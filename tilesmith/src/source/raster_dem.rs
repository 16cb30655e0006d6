use crate::{
    dem::{DemData, DemEncoding},
    error::Error,
    tile_id::TileUid,
};
use bytes::Bytes;
use image::RgbaImage;
use std::{collections::HashMap, sync::Arc};

/// Pixels of an elevation tile as the main thread sends them.
#[derive(Debug, Clone, PartialEq)]
pub enum DemImage {
    /// PNG or WebP, still to be decoded.
    Encoded(Bytes),
    /// Decoded pixels, already padded with a 1px border.
    Pixels(RgbaImage),
}

#[derive(Debug, Clone, PartialEq)]
pub struct LoadDemParameters {
    pub uid: TileUid,
    pub source: String,
    /// `mapbox` or `terrarium`.
    pub encoding: Option<String>,
    pub image: DemImage,
}

/// Decoded elevation tiles, kept until the main thread removes them.
#[derive(Debug, Default)]
pub struct RasterDemWorkerSource {
    loaded: HashMap<TileUid, Arc<DemData>>,
}

impl RasterDemWorkerSource {
    /// # Errors
    ///
    /// When the image can not be decoded or is not square.
    pub fn load_tile(&mut self, parameters: &LoadDemParameters) -> Result<Arc<DemData>, Error> {
        let encoding = DemEncoding::from_name(parameters.encoding.as_deref());
        let uid = parameters.uid;
        let dem = match &parameters.image {
            DemImage::Encoded(data) => DemData::decode(uid.0, data, encoding)?,
            DemImage::Pixels(pixels) => DemData::new(uid.0, pixels, encoding)?,
        };

        let dem = Arc::new(dem);
        self.loaded.insert(uid, Arc::clone(&dem));
        Ok(dem)
    }

    pub fn get(&self, uid: TileUid) -> Option<&Arc<DemData>> {
        self.loaded.get(&uid)
    }

    pub fn remove_tile(&mut self, uid: TileUid) {
        self.loaded.remove(&uid);
    }
}
/// Coordinates are kept in single precision, like the tree they are indexed with.
fn fround(value: f64) -> f64 {
    f64::from(value as f32)
}

#[derive(Clone, Copy, Debug)]
struct TreePoint {
    index: usize,
    x: f64,
    y: f64,
}

impl RTreeObject for TreePoint {
    type Envelope = AABB<[f64; 2]>;

    fn envelope(&self) -> Self::Envelope {
        AABB::from_point([self.x, self.y])
    }
}

impl PointDistance for TreePoint {
    #[inline]
    fn distance_2(&self, p: &[f64; 2]) -> f64 {
        let dx = self.x - p[0];
        let dy = self.y - p[1];
        dx * dx + dy * dy
    }
}

#[derive(Default)]
struct Level {
    nodes: Vec<ClusterNode>,
    tree: RTree<TreePoint>,
}

impl Level {
    fn new(nodes: Vec<ClusterNode>) -> Self {
        let points = nodes
            .iter()
            .enumerate()
            .map(|(index, node)| TreePoint {
                index,
                x: node.x,
                y: node.y,
            })
            .collect();
        Self {
            nodes,
            tree: RTree::bulk_load(points),
        }
    }

    fn within(&self, x: f64, y: f64, radius: f64) -> impl Iterator<Item = usize> + '_ {
        self.tree
            .locate_within_distance([x, y], radius * radius)
            .map(|point| point.index)
    }

    fn range(&self, min_x: f64, min_y: f64, max_x: f64, max_y: f64) -> Vec<usize> {
        let envelope = AABB::from_corners([min_x, min_y], [max_x, max_y]);
        let mut indices: Vec<usize> = self
            .tree
            .locate_in_envelope(&envelope)
            .map(|point| point.index)
            .collect();
        indices.sort_unstable();
        indices
    }
}

/// Compiled `cluster_properties`.
struct Reducer {
    properties: Vec<(String, Expression, Expression)>,
}

impl Reducer {
    fn new(cluster_properties: &BTreeMap<String, (Value, Value)>) -> Result<Self, expression::Error> {
        let properties = cluster_properties
            .iter()
            .map(|(key, (operator, map))| {
                let reduce = match operator {
                    Value::String(operator) => json!([operator, ["accumulated"], ["get", key]]),
                    expression => expression.clone(),
                };
                Ok((key.clone(), Expression::compile(map)?, Expression::compile(&reduce)?))
            })
            .collect::<Result<_, expression::Error>>()?;
        Ok(Self { properties })
    }

    fn map(&self, properties: &Properties) -> Properties {
        let context = Context::new(0., properties);
        self.properties
            .iter()
            .map(|(key, map, _)| (key.clone(), evaluate_or_null(map, &context)))
            .collect()
    }

    fn reduce(&self, accumulated: &mut Properties, properties: &Properties) {
        for (key, _, reduce) in &self.properties {
            let previous = accumulated.get(key).cloned().unwrap_or(Value::Null);
            let context = Context::new(0., properties).with_accumulated(&previous);
            let value = evaluate_or_null(reduce, &context);
            accumulated.insert(key.clone(), value);
        }
    }
}

fn evaluate_or_null(expression: &Expression, context: &Context<'_>) -> Value {
    expression.evaluate(context).unwrap_or_else(|error| {
        log::debug!("Cluster property {} failed: {error}", expression.value());
        Value::Null
    })
}

pub struct Supercluster {
    options: SuperclusterOptions,
    points: Vec<Feature>,
    /// One per zoom, up to `max_zoom + 1` which holds the input points.
    levels: Vec<Level>,
    reducer: Option<Reducer>,
}
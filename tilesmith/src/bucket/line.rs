use super::{
    BucketFeature, BucketParameters, Dependencies, PatternFeature, PendingPatternFeature,
    feature_patterns, resolve_patterns, to_lyon,
};
use crate::{
    atlas::ImagePositions,
    expression::Context,
    feature_index::FeatureIndex,
    style::EvaluatedLayer,
    vector_tile::{GeomType, Geometry},
};
use lyon_path::Path;
use lyon_tessellation::{
    BuffersBuilder, LineCap, LineJoin, StrokeOptions, StrokeTessellator, StrokeVertex,
    VertexBuffers,
};
use std::{collections::BTreeMap, ops::Range};

const PATTERN_PROPERTY: &str = "line-pattern";

/// Vertex of a stroked line. Width is applied when drawing, by moving the vertex along
/// its normal.
#[derive(Debug, Clone, Copy, PartialEq)]
pub struct LineVertex {
    pub position: [f32; 2],
    pub normal: [f32; 2],
    /// Distance along the line, for dashes and patterns.
    pub advancement: f32,
}

#[derive(Debug, Clone)]
pub struct LineBucket {
    pub(super) parameters: BucketParameters,
    pub vertices: Vec<LineVertex>,
    pub indices: Vec<u32>,
    pub pattern_features: Vec<PatternFeature>,
    pending: Vec<(StrokeOptions, PendingPatternFeature)>,
}

impl LineBucket {
    pub(super) fn new(parameters: BucketParameters) -> Self {
        Self {
            parameters,
            vertices: Vec::new(),
            indices: Vec::new(),
            pattern_features: Vec::new(),
            pending: Vec::new(),
        }
    }

    pub fn has_pattern(&self) -> bool {
        self.parameters
            .layers
            .iter()
            .any(|layer| layer.has_paint(PATTERN_PROPERTY))
    }

    pub(super) fn populate(
        &mut self,
        features: &[BucketFeature<'_>],
        dependencies: &mut Dependencies,
        feature_index: &mut FeatureIndex,
    ) {
        let has_pattern = self.has_pattern();
        let mut accepted = Vec::new();

        for feature in self.parameters.accepted(features) {
            if !matches!(
                feature.feature.kind,
                GeomType::LineString | GeomType::Polygon
            ) {
                continue;
            }

            let options = self.stroke_options(feature);
            let patterns = if has_pattern {
                feature_patterns(&self.parameters.layers, PATTERN_PROPERTY, feature)
            } else {
                BTreeMap::new()
            };
            dependencies.patterns.extend(patterns.values().cloned());
            accepted.push((
                options,
                PendingPatternFeature {
                    geometry: feature.feature.geometry.clone(),
                    patterns,
                },
            ));

            feature_index.insert(
                feature.index,
                &feature.feature.geometry,
                feature.source_layer_index,
                self.parameters.index,
            );
        }

        if has_pattern {
            self.pending.extend(accepted);
        } else {
            for (options, feature) in accepted {
                self.add_lines(&feature.geometry, &options);
            }
        }
    }

    pub(super) fn add_features(&mut self, pattern_positions: &ImagePositions) {
        for (options, feature) in std::mem::take(&mut self.pending) {
            let vertices = self.add_lines(&feature.geometry, &options);
            self.pattern_features.push(PatternFeature {
                vertices,
                patterns: resolve_patterns(feature.patterns, pattern_positions),
            });
        }
    }

    /// Join, cap and miter limit come from the first layer of the family.
    fn stroke_options(&self, feature: &BucketFeature<'_>) -> StrokeOptions {
        let Some(layer) = self.parameters.layers.first() else {
            return StrokeOptions::default();
        };
        let context = feature.context(layer);

        StrokeOptions::default()
            .with_line_width(1.)
            .with_line_join(line_join(layer, &context))
            .with_line_cap(line_cap(layer, &context))
            .with_miter_limit(layer.layout_f64("line-miter-limit", &context, 2.).max(1.) as f32)
            .with_tolerance(
                StrokeOptions::DEFAULT_TOLERANCE / self.parameters.overscaling.max(1) as f32,
            )
    }

    fn add_lines(&mut self, geometry: &Geometry, options: &StrokeOptions) -> Range<usize> {
        let start = self.vertices.len();

        for line in geometry {
            let closed = line.len() > 2 && line.first() == line.last();
            let mut points = line.iter().copied().map(to_lyon);
            let Some(first) = points.next() else {
                continue;
            };
            let mut builder = Path::builder();
            builder.begin(first);
            for point in points.take(line.len().saturating_sub(1 + usize::from(closed))) {
                builder.line_to(point);
            }
            builder.end(closed);
            let path = builder.build();

            let mut buffers: VertexBuffers<LineVertex, u32> = VertexBuffers::new();
            let result = StrokeTessellator::new().tessellate_path(
                &path,
                options,
                &mut BuffersBuilder::new(&mut buffers, |vertex: StrokeVertex<'_, '_>| {
                    LineVertex {
                        position: vertex.position_on_path().to_array(),
                        normal: vertex.normal().to_array(),
                        advancement: vertex.advancement(),
                    }
                }),
            );
            if let Err(error) = result {
                log::warn!("Could not tessellate a line: {error:?}");
                continue;
            }

            let Ok(offset) = u32::try_from(self.vertices.len()) else {
                log::warn!("Line bucket is full.");
                break;
            };
            self.vertices.extend(buffers.vertices);
            self.indices
                .extend(buffers.indices.into_iter().map(|index| index + offset));
        }

        start..self.vertices.len()
    }

    pub fn is_empty(&self) -> bool {
        self.indices.is_empty() && self.pending.is_empty()
    }
}

fn line_join(layer: &EvaluatedLayer, context: &Context<'_>) -> LineJoin {
    match layer.layout("line-join", context).as_ref().and_then(|v| v.as_str()) {
        Some("bevel") => LineJoin::Bevel,
        Some("round") => LineJoin::Round,
        _ => LineJoin::Miter,
    }
}

fn line_cap(layer: &EvaluatedLayer, context: &Context<'_>) -> LineCap {
    match layer.layout("line-cap", context).as_ref().and_then(|v| v.as_str()) {
        Some("round") => LineCap::Round,
        Some("square") => LineCap::Square,
        _ => LineCap::Butt,
    }
}

#[cfg(test)]
mod tests {
    use super::*;
    use crate::{
        bucket::Bucket,
        style::{EvaluationParameters, Family, StyleLayer},
        tile_id::{CanonicalTileId, OverscaledTileId},
        vector_tile::VectorTileFeature,
    };
    use serde_json::json;
    use std::sync::Arc;

    fn bucket(layer: serde_json::Value) -> Bucket {
        let family = Family::from(vec![Arc::new(
            StyleLayer::new(serde_json::from_value(layer).unwrap()).unwrap(),
        )]);
        let parameters = EvaluationParameters::new(14., Arc::from([]));
        Bucket::new(BucketParameters {
            index: 3,
            layers: family.iter().map(|l| l.recalculate(&parameters)).collect(),
            family,
            zoom: 14.,
            pixel_ratio: 1.,
            overscaling: 1,
            source_layer_index: 0,
            source_id: "s".to_owned(),
        })
        .unwrap()
    }

    fn road(kind: GeomType) -> VectorTileFeature {
        VectorTileFeature {
            id: None,
            kind,
            properties: json!({"class": "primary"}).as_object().cloned().unwrap(),
            geometry: vec![vec![[0, 0], [1000, 0], [1000, 1000]]],
        }
    }

    fn populate(bucket: &mut Bucket, feature: &VectorTileFeature) -> (Dependencies, FeatureIndex) {
        let mut dependencies = Dependencies::default();
        let mut index = FeatureIndex::new(
            OverscaledTileId::canonical(CanonicalTileId::new(14, 0, 0)),
            None,
        );
        let features = [BucketFeature {
            feature,
            id: None,
            index: 0,
            source_layer_index: 0,
        }];
        bucket.populate(&features, &mut dependencies, &mut index);
        (dependencies, index)
    }

    #[test]
    fn lines_are_stroked() {
        let mut bucket = bucket(json!({
            "id": "roads",
            "type": "line",
            "layout": {"line-join": "round", "line-cap": "round"}
        }));
        let (_, index) = populate(&mut bucket, &road(GeomType::LineString));

        let Bucket::Line(line) = &bucket else {
            panic!("expected a line bucket");
        };
        assert!(!line.indices.is_empty());
        assert_eq!(line.indices.len() % 3, 0);
        assert!(line.vertices.iter().any(|v| v.advancement > 1000.));
        assert_eq!(index.len(), 1);
    }

    #[test]
    fn points_are_not_lines() {
        let mut bucket = bucket(json!({"id": "roads", "type": "line"}));
        let (_, index) = populate(&mut bucket, &road(GeomType::Point));
        assert!(bucket.is_empty());
        assert!(index.is_empty());
    }

    #[test]
    fn patterned_lines_are_deferred() {
        let mut bucket = bucket(json!({
            "id": "rails",
            "type": "line",
            "paint": {"line-pattern": ["concat", "rail-", ["get", "class"]]}
        }));
        let (dependencies, _) = populate(&mut bucket, &road(GeomType::LineString));
        assert_eq!(
            dependencies.patterns.into_iter().collect::<Vec<_>>(),
            vec!["rail-primary"]
        );

        let Bucket::Line(line) = &bucket else {
            panic!("expected a line bucket");
        };
        assert!(line.indices.is_empty());
        assert!(!bucket.is_empty());

        bucket.add_features(&ImagePositions::new());
        let Bucket::Line(line) = &bucket else {
            panic!("expected a line bucket");
        };
        assert!(!line.indices.is_empty());
        assert_eq!(line.pattern_features[0].patterns["rails"].name, "rail-primary");
    }
}
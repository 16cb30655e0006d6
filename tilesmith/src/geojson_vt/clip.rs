//! Clip features between two axis-parallel lines, and duplicate features crossing the
//! antimeridian into the neighbouring world copies.
//!
//! ```text
//!     |        |
//!  ___|___     |     /
//! /   |   \____|____/
//!     |        |
//! ```

use super::{GeoJsonVtOptions, Slice, VtFeature, VtGeometry};
use std::sync::Arc;

#[derive(Debug, Clone, Copy, PartialEq, Eq)]
pub(super) enum Axis {
    X,
    Y,
}

impl Axis {
    fn of(self, point: &[f64; 3]) -> f64 {
        match self {
            Axis::X => point[0],
            Axis::Y => point[1],
        }
    }

    fn range(self, feature: &VtFeature) -> (f64, f64) {
        match self {
            Axis::X => (feature.min_x, feature.max_x),
            Axis::Y => (feature.min_y, feature.max_y),
        }
    }

    /// Point where segment `a-b` crosses the line at `k`, and how far along the
    /// segment it is. Such points are always kept by simplification.
    fn intersect(self, a: &[f64; 3], b: &[f64; 3], k: f64) -> ([f64; 3], f64) {
        match self {
            Axis::X => {
                let t = (k - a[0]) / (b[0] - a[0]);
                ([k, a[1] + (b[1] - a[1]) * t, 1.], t)
            }
            Axis::Y => {
                let t = (k - a[1]) / (b[1] - a[1]);
                ([a[0] + (b[0] - a[0]) * t, k, 1.], t)
            }
        }
    }
}

/// Keep the parts of features lying in `k1..k2` (in units of `1 / scale`). `None`
/// means nothing is left.
#[expect(clippy::too_many_arguments)]
pub(super) fn clip(
    features: &[VtFeature],
    scale: f64,
    k1: f64,
    k2: f64,
    axis: Axis,
    min_all: f64,
    max_all: f64,
    line_metrics: bool,
) -> Option<Vec<VtFeature>> {
    let k1 = k1 / scale;
    let k2 = k2 / scale;

    if min_all >= k1 && max_all < k2 {
        return Some(features.to_vec());
    } else if max_all < k1 || min_all >= k2 {
        return None;
    }

    let mut clipped = Vec::new();

    for feature in features {
        let (min, max) = axis.range(feature);

        if min >= k1 && max < k2 {
            clipped.push(feature.clone());
            continue;
        } else if max < k1 || min >= k2 {
            continue;
        }

        let geometry = match &feature.geometry {
            VtGeometry::Points(points) => {
                let points: Vec<_> = points
                    .iter()
                    .filter(|point| (k1..=k2).contains(&axis.of(point)))
                    .copied()
                    .collect();
                (!points.is_empty()).then_some(VtGeometry::Points(points))
            }
            VtGeometry::LineString(line) => {
                let mut slices = Vec::new();
                clip_line(line, &mut slices, k1, k2, axis, false, line_metrics);

                if line_metrics {
                    // Every piece separately, each with its own metrics.
                    clipped.extend(slices.into_iter().map(|slice| {
                        VtFeature::new(
                            feature.id.clone(),
                            VtGeometry::LineString(slice),
                            Arc::clone(&feature.tags),
                        )
                    }));
                    continue;
                }
                lines(slices)
            }
            VtGeometry::MultiLineString(lines_in) => {
                let mut slices = Vec::new();
                clip_lines(lines_in, &mut slices, k1, k2, axis, false);
                lines(slices)
            }
            VtGeometry::Polygon(rings) => {
                let mut slices = Vec::new();
                clip_lines(rings, &mut slices, k1, k2, axis, true);
                (!slices.is_empty()).then_some(VtGeometry::Polygon(slices))
            }
            VtGeometry::MultiPolygon(polygons) => {
                let polygons: Vec<_> = polygons
                    .iter()
                    .filter_map(|rings| {
                        let mut slices = Vec::new();
                        clip_lines(rings, &mut slices, k1, k2, axis, true);
                        (!slices.is_empty()).then_some(slices)
                    })
                    .collect();
                (!polygons.is_empty()).then_some(VtGeometry::MultiPolygon(polygons))
            }
        };

        if let Some(geometry) = geometry {
            clipped.push(VtFeature::new(
                feature.id.clone(),
                geometry,
                Arc::clone(&feature.tags),
            ));
        }
    }

    (!clipped.is_empty()).then_some(clipped)
}

/// Single piece stays a line string.
fn lines(mut slices: Vec<Slice>) -> Option<VtGeometry> {
    match slices.len() {
        0 => None,
        1 => slices.pop().map(VtGeometry::LineString),
        _ => Some(VtGeometry::MultiLineString(slices)),
    }
}

fn clip_lines(
    lines: &[Slice],
    slices: &mut Vec<Slice>,
    k1: f64,
    k2: f64,
    axis: Axis,
    is_polygon: bool,
) {
    for line in lines {
        clip_line(line, slices, k1, k2, axis, is_polygon, false);
    }
}

fn clip_line(
    line: &Slice,
    slices: &mut Vec<Slice>,
    k1: f64,
    k2: f64,
    axis: Axis,
    is_polygon: bool,
    track_metrics: bool,
) {
    let mut slice = line.empty();
    let mut len = line.start;
    let mut seg_len = 0.;
    let mut t = 0.;

    for segment in line.points.windows(2) {
        let (a_point, b_point) = (&segment[0], &segment[1]);
        let a = axis.of(a_point);
        let b = axis.of(b_point);
        let mut exited = false;

        if track_metrics {
            seg_len = f64::hypot(a_point[0] - b_point[0], a_point[1] - b_point[1]);
        }

        if a < k1 {
            // ---|-->  | (line enters the clip region from the left)
            if b > k1 {
                let (point, at) = axis.intersect(a_point, b_point, k1);
                slice.points.push(point);
                t = at;
                if track_metrics {
                    slice.start = len + seg_len * t;
                }
            }
        } else if a > k2 {
            // |  <--|--- (line enters the clip region from the right)
            if b < k2 {
                let (point, at) = axis.intersect(a_point, b_point, k2);
                slice.points.push(point);
                t = at;
                if track_metrics {
                    slice.start = len + seg_len * t;
                }
            }
        } else {
            slice.points.push(*a_point);
        }

        if b < k1 && a >= k1 {
            // <--|---  | or <--|-----|--- (line exits the clip region on the left)
            let (point, at) = axis.intersect(a_point, b_point, k1);
            slice.points.push(point);
            t = at;
            exited = true;
        }
        if b > k2 && a <= k2 {
            // |  ---|--> or ---|-----|--> (line exits the clip region on the right)
            let (point, at) = axis.intersect(a_point, b_point, k2);
            slice.points.push(point);
            t = at;
            exited = true;
        }

        if !is_polygon && exited {
            if track_metrics {
                slice.end = len + seg_len * t;
            }
            slices.push(std::mem::replace(&mut slice, line.empty()));
        }

        if track_metrics {
            len += seg_len;
        }
    }

    if let Some(last) = line.points.last() {
        if (k1..=k2).contains(&axis.of(last)) {
            slice.points.push(*last);
        }
    }

    // Close the polygon if its endpoints are not the same after clipping.
    if is_polygon && slice.points.len() >= 2 {
        let first = slice.points[0];
        if slice.points.last().is_some_and(|last| last[0] != first[0] || last[1] != first[1]) {
            slice.points.push(first);
        }
    }

    if !slice.points.is_empty() {
        slices.push(slice);
    }
}

/// Copy features sticking out of the world to the other side.
pub(super) fn wrap(features: Vec<VtFeature>, options: &GeoJsonVtOptions) -> Vec<VtFeature> {
    let buffer = f64::from(options.buffer) / f64::from(options.extent);
    let line_metrics = options.line_metrics;

    let left = clip(&features, 1., -1. - buffer, buffer, Axis::X, -1., 2., line_metrics);
    let right = clip(&features, 1., 1. - buffer, 2. + buffer, Axis::X, -1., 2., line_metrics);

    if left.is_none() && right.is_none() {
        return features;
    }

    let center = clip(&features, 1., -buffer, 1. + buffer, Axis::X, -1., 2., line_metrics)
        .unwrap_or_default();

    let mut merged = left.map(|left| shift(left, 1.)).unwrap_or_default();
    merged.extend(center);
    if let Some(right) = right {
        merged.extend(shift(right, -1.));
    }
    merged
}

fn shift(features: Vec<VtFeature>, offset: f64) -> Vec<VtFeature> {
    features
        .into_iter()
        .map(|feature| {
            let shift_slice = |slice: &Slice| Slice {
                points: slice
                    .points
                    .iter()
                    .map(|&[x, y, z]| [x + offset, y, z])
                    .collect(),
                ..*slice
            };
            let geometry = match &feature.geometry {
                VtGeometry::Points(points) => VtGeometry::Points(
                    points.iter().map(|&[x, y, z]| [x + offset, y, z]).collect(),
                ),
                VtGeometry::LineString(line) => VtGeometry::LineString(shift_slice(line)),
                VtGeometry::MultiLineString(lines) => {
                    VtGeometry::MultiLineString(lines.iter().map(shift_slice).collect())
                }
                VtGeometry::Polygon(rings) => {
                    VtGeometry::Polygon(rings.iter().map(shift_slice).collect())
                }
                VtGeometry::MultiPolygon(polygons) => VtGeometry::MultiPolygon(
                    polygons
                        .iter()
                        .map(|rings| rings.iter().map(shift_slice).collect())
                        .collect(),
                ),
            };
            VtFeature::new(feature.id, geometry, feature.tags)
        })
        .collect()
}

::::::

■ **PROBLEM DETAILS**: Count each line of the material above that holds the word "ClusterNode", and state the total with no other text.

■ **OUTPUT OF THE EXERCISE**: 2